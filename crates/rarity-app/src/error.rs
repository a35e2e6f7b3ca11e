//! # Design
//!
//! - Centralize daemon-level errors for bootstrap and shutdown.
//! - Keep error messages constant while carrying context fields for debugging.
//! - Only startup failures reach this type; operation failures stay inside the RPC surface.

use std::error::Error as StdError;
use std::io;
use std::path::PathBuf;

use thiserror::Error;

/// Result alias for application operations.
pub type AppResult<T> = Result<T, AppError>;

/// Application-level error type.
#[derive(Debug, Error)]
pub enum AppError {
    /// Configuration could not be loaded.
    #[error("configuration operation failed")]
    Config {
        /// Operation identifier.
        operation: &'static str,
        /// Source configuration error.
        source: rarity_config::ConfigError,
    },
    /// RPC server operations failed.
    #[error("api server operation failed")]
    ApiServer {
        /// Operation identifier.
        operation: &'static str,
        /// Source API server error.
        source: rarity_api::ApiServerError,
    },
    /// Telemetry operations failed.
    #[error("telemetry operation failed")]
    Telemetry {
        /// Operation identifier.
        operation: &'static str,
        /// Source telemetry error.
        source: rarity_telemetry::TelemetryError,
    },
    /// Torrent-layer operations failed.
    #[error("torrent operation failed")]
    Torrent {
        /// Operation identifier.
        operation: &'static str,
        /// Source torrent error.
        source: rarity_torrent_core::TorrentError,
    },
    /// The engine session rejected a bootstrap call.
    #[error("engine session operation failed")]
    Engine {
        /// Operation identifier.
        operation: &'static str,
        /// Source engine error.
        source: Box<dyn StdError + Send + Sync>,
    },
    /// IO operations failed.
    #[error("io operation failed")]
    Io {
        /// Operation identifier.
        operation: &'static str,
        /// Optional path involved in the failure.
        path: Option<PathBuf>,
        /// Source IO error.
        source: io::Error,
    },
}

impl AppError {
    pub(crate) const fn config(
        operation: &'static str,
        source: rarity_config::ConfigError,
    ) -> Self {
        Self::Config { operation, source }
    }

    pub(crate) const fn api_server(
        operation: &'static str,
        source: rarity_api::ApiServerError,
    ) -> Self {
        Self::ApiServer { operation, source }
    }

    pub(crate) const fn telemetry(
        operation: &'static str,
        source: rarity_telemetry::TelemetryError,
    ) -> Self {
        Self::Telemetry { operation, source }
    }

    pub(crate) const fn torrent(
        operation: &'static str,
        source: rarity_torrent_core::TorrentError,
    ) -> Self {
        Self::Torrent { operation, source }
    }

    pub(crate) fn engine(
        operation: &'static str,
        source: impl Into<Box<dyn StdError + Send + Sync>>,
    ) -> Self {
        Self::Engine {
            operation,
            source: source.into(),
        }
    }

    pub(crate) fn io(operation: &'static str, path: impl Into<PathBuf>, source: io::Error) -> Self {
        Self::Io {
            operation,
            path: Some(path.into()),
            source,
        }
    }
}

#[cfg(test)]
mod tests {
    use super::*;

    #[test]
    fn app_error_helpers_build_variants() {
        let config = AppError::config(
            "load",
            rarity_config::ConfigError::invalid("RARITY_HTTP_PORT", "0", "port must be 1-65535"),
        );
        assert!(matches!(config, AppError::Config { .. }));
        assert_eq!(config.to_string(), "configuration operation failed");

        let api = AppError::api_server(
            "serve",
            rarity_api::ApiServerError::Serve {
                source: io::Error::other("io"),
            },
        );
        assert!(matches!(api, AppError::ApiServer { .. }));

        let engine = AppError::engine("dht.start", "snapshot rejected");
        assert!(engine.source().is_some());

        let io_err = AppError::io("dht.save", "/tmp/dht-info.b", io::Error::other("disk full"));
        assert!(matches!(io_err, AppError::Io { path: Some(_), .. }));
    }
}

________

● ASSIGNMENT
Please print the material above exactly as it appears, from its first line through the line containing "the RPC surface.", inclusive, and stop there.

● FINISHED EXERCISE
filename crates/rarity-app/src/error.rs
repository a35e2e6f7b3ca11e
//! # Design
//!
//! - Centralize daemon-level errors for bootstrap and shutdown.
//! - Keep error messages constant while carrying context fields for debugging.
//! - Only startup failures reach this type; operation failures stay inside the RPC surface.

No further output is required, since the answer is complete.